Als Unterstützung für den prowestlichen Boris Tadic hatten die Europäer für diesen Donnerstag (7.2.) die Unterzeichnung eines Rahmenabkommens mit Belgrad angekündigt. Das politische Dokument sollte Serben langfristig eine EU-Mitgliedschaft zusichern, kurzfristig Visa-Erleichterungen bringen und dadurch mittelfristig den Verlust des Territoriums erträglicher machen. Doch die EU vertagte am Mittwoch (6.2.) die Unterzeichnung des Abkommens mit Belgrad auf unbestimmte Zeit. EU-Erweiterungskommissar Olli Rehn sagte in Brüssel, “politische Hindernisse“ in Belgrad hätten die geplante Unterzeichnung scheitern lassen.

Schwere Vorwürfe aus Brüssel

Kostunica sagte, mit dem Abkommen über eine verstärkte Zusammenarbeit solle Belgrad zur Anerkennung der Unabhängigkeit des Kosovo gezwungen werden. Eine Unabhängigkeitserklärung der südserbischen Provinz wird in Kürze erwartet. Die meisten EU-Staaten unterstützen das Ansinnen. Mit Blick auf Kostunica sprach Rehn von einer „Obstruktionspolitik“ in Belgrad.

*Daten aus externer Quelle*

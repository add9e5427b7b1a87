//! Collaborator interfaces: one capability trait per modality.
//!
//! Concrete engines (VAD, STT, LLM, TTS, playback) are injected at session
//! construction through [`Engines`]; the orchestrator never depends on a specific
//! backend. Every streaming call is cancellable, either through the token it
//! receives or by dropping the returned stream.

pub mod placeholder;

use crate::context::{ContextSnapshot, ConversationMessage};
use crate::error::TurnResult;
use crate::tools::{ToolDefinition, ToolInvocation};
use futures::stream::BoxStream;
use std::sync::Arc;
use std::time::Duration;
use tokio_util::sync::CancellationToken;

/// Fallible stream produced by an engine.
pub type EngineStream<T> = BoxStream<'static, TurnResult<T>>;

/// Stream of audio frames fed into an engine.
pub type FrameStream = BoxStream<'static, AudioFrame>;

/// A block of mono PCM samples (f32, -1.0..1.0).
#[derive(Debug, Clone, PartialEq)]
pub struct AudioFrame {
    pub samples: Vec<f32>,
    pub sample_rate: u32,
    /// Capture (or synthesis) offset from the start of the stream.
    pub timestamp: Duration,
}

impl AudioFrame {
    pub fn new(samples: Vec<f32>, sample_rate: u32, timestamp: Duration) -> Self {
        Self {
            samples,
            sample_rate,
            timestamp,
        }
    }

    /// A frame of silence lasting `duration`.
    pub fn silence(sample_rate: u32, duration: Duration, timestamp: Duration) -> Self {
        let len = (sample_rate as f64 * duration.as_secs_f64()).round() as usize;
        Self::new(vec![0.0; len], sample_rate, timestamp)
    }

    pub fn duration(&self) -> Duration {
        if self.sample_rate == 0 {
            return Duration::ZERO;
        }
        Duration::from_secs_f64(self.samples.len() as f64 / self.sample_rate as f64)
    }

    /// Root-mean-square level of the frame.
    pub fn rms(&self) -> f32 {
        if self.samples.is_empty() {
            return 0.0;
        }
        let sum: f32 = self.samples.iter().map(|s| s * s).sum();
        (sum / self.samples.len() as f32).sqrt()
    }
}

/// Speech boundaries reported by a detector, stamped with the audio offset of the
/// boundary itself rather than the moment it was confirmed.
#[derive(Debug, Clone, Copy, PartialEq, Eq)]
pub enum DetectorEvent {
    SpeechStart { at: Duration },
    SpeechEnd { at: Duration },
    /// Silence inside an open segment that may still turn out to be its end.
    /// Optional; lets barge-in count voiced time only while the end is unconfirmed.
    SpeechPaused { at: Duration },
    /// Speech came back before the pause closed the segment.
    SpeechResumed { at: Duration },
}

#[derive(Debug, Clone, PartialEq, Eq)]
pub enum TranscriptEvent {
    /// Revisable hypothesis for the segment so far.
    Partial(String),
    /// Final text for the segment.
    Final(String),
}

#[derive(Debug, Clone, PartialEq)]
pub enum GeneratorEvent {
    TextDelta(String),
    ToolCall(ToolInvocation),
}

/// One call to the language model.
#[derive(Debug, Clone)]
pub struct GenerationRequest {
    pub messages: Vec<ConversationMessage>,
    pub tools: Vec<ToolDefinition>,
    pub cancel: CancellationToken,
}

/// Voice-activity detection over a continuous frame stream.
#[async_trait::async_trait]
pub trait Detector: Send + Sync {
    async fn start(&self, frames: FrameStream) -> TurnResult<EngineStream<DetectorEvent>>;
}

/// Streaming speech-to-text for one speech segment. The audio stream ends when the segment does.
#[async_trait::async_trait]
pub trait Transcriber: Send + Sync {
    async fn transcribe(
        &self,
        audio: FrameStream,
        cancel: CancellationToken,
    ) -> TurnResult<EngineStream<TranscriptEvent>>;
}

/// Streaming language-model call. Re-invoked with appended tool results to continue a response.
#[async_trait::async_trait]
pub trait Generator: Send + Sync {
    async fn generate(&self, request: GenerationRequest) -> TurnResult<EngineStream<GeneratorEvent>>;
}

/// Text-to-speech for one response chunk.
#[async_trait::async_trait]
pub trait Synthesizer: Send + Sync {
    async fn synthesize(&self, text: &str, cancel: CancellationToken) -> TurnResult<EngineStream<AudioFrame>>;
}

/// Speaker output. Only one response writes to it at a time.
#[async_trait::async_trait]
pub trait PlaybackSink: Send + Sync {
    /// Queue a frame; may wait to keep the device queue short.
    async fn play(&self, frame: AudioFrame) -> TurnResult<()>;

    /// Wait until queued audio has been heard.
    async fn drain(&self) -> TurnResult<()> {
        Ok(())
    }

    /// Stop immediately and discard queued audio. Idempotent.
    fn stop(&self);
}

/// Receives the final conversation when the session shuts down.
#[async_trait::async_trait]
pub trait ShutdownHandler: Send + Sync {
    async fn on_shutdown(&self, snapshot: ContextSnapshot);
}

/// The engines a session runs with.
#[derive(Clone)]
pub struct Engines {
    pub detector: Arc<dyn Detector>,
    pub transcriber: Arc<dyn Transcriber>,
    pub generator: Arc<dyn Generator>,
    pub synthesizer: Arc<dyn Synthesizer>,
    pub playback: Arc<dyn PlaybackSink>,
    pub shutdown: Option<Arc<dyn ShutdownHandler>>,
}

#[cfg(test)]
mod tests {
    use super::*;

    #[test]
    fn frame_duration_and_level() {
        let frame = AudioFrame::silence(16000, Duration::from_millis(30), Duration::ZERO);
        assert_eq!(frame.samples.len(), 480);
        assert_eq!(frame.duration(), Duration::from_millis(30));
        assert_eq!(frame.rms(), 0.0);

        let loud = AudioFrame::new(vec![0.5; 480], 16000, Duration::ZERO);
        assert!((loud.rms() - 0.5).abs() < 1e-6);
    }
}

Zuvor hatte Ministerpräsident Kostunica eine für Dienstag (5.2.) geplante Kabinettssitzung vertragt. Deshalb konnte die Regierung keine Genehmigung für die Unterzeichnung des Abkommens erteilen. Außenminister Vuk Jeremic, ein Parteifreund von Staatschefs Tadic, deutete unterdessen an, man könne das Papier auch ohne Regierungsentscheidung unterzeichnen. „Wir versuchen, einen Rechtsweg zu finden, um den bei der Wahl bestätigten Willen der Bürger zu befolgen. Und dieser lautet, Serbien soll den Weg in die EU-Mitgliedschaft weiter gehen”, so Jeremic.

Serbien vor Neuwahlen?

Der Pro-Europäer Tadic gewann die Stichwahl für das Präsidentenamt am vergangenen Sonntag (3.2.) nur knapp. Der Wahlverlierer, Ultranationalist Tomislav Nikolic, bleibt der starke Oppositionsführer. Auch Nikolic lehnt einen Vertrag mit der EU wegen der Kosovo-Frage ab und mahnte: „Denjenigen, der unterschreiben möchte, warne ich, dass seine Unterschrift nichts wert ist, falls er ohne klaren Auftrag der Regierung handelt. Und sollte er auch unterschreiben, über eine Ratifikation entscheidet am Ende das Parlament.”

Für das Abkommen gibt es unter den Abgeordneten keine Mehrheit. Durch den Streit um die Europa- und Kosovo-Politik bleibt auch die Regierungskoalition ohne Mehrheit. Aus dem Umfeld von Premier Kostunica werden bereits Forderungen nach Neuwahlen laut. Als möglicher Termin wurde der 11. Mai genannt. Die letzte Parlamentswahl liegt erst ein Jahr zurück.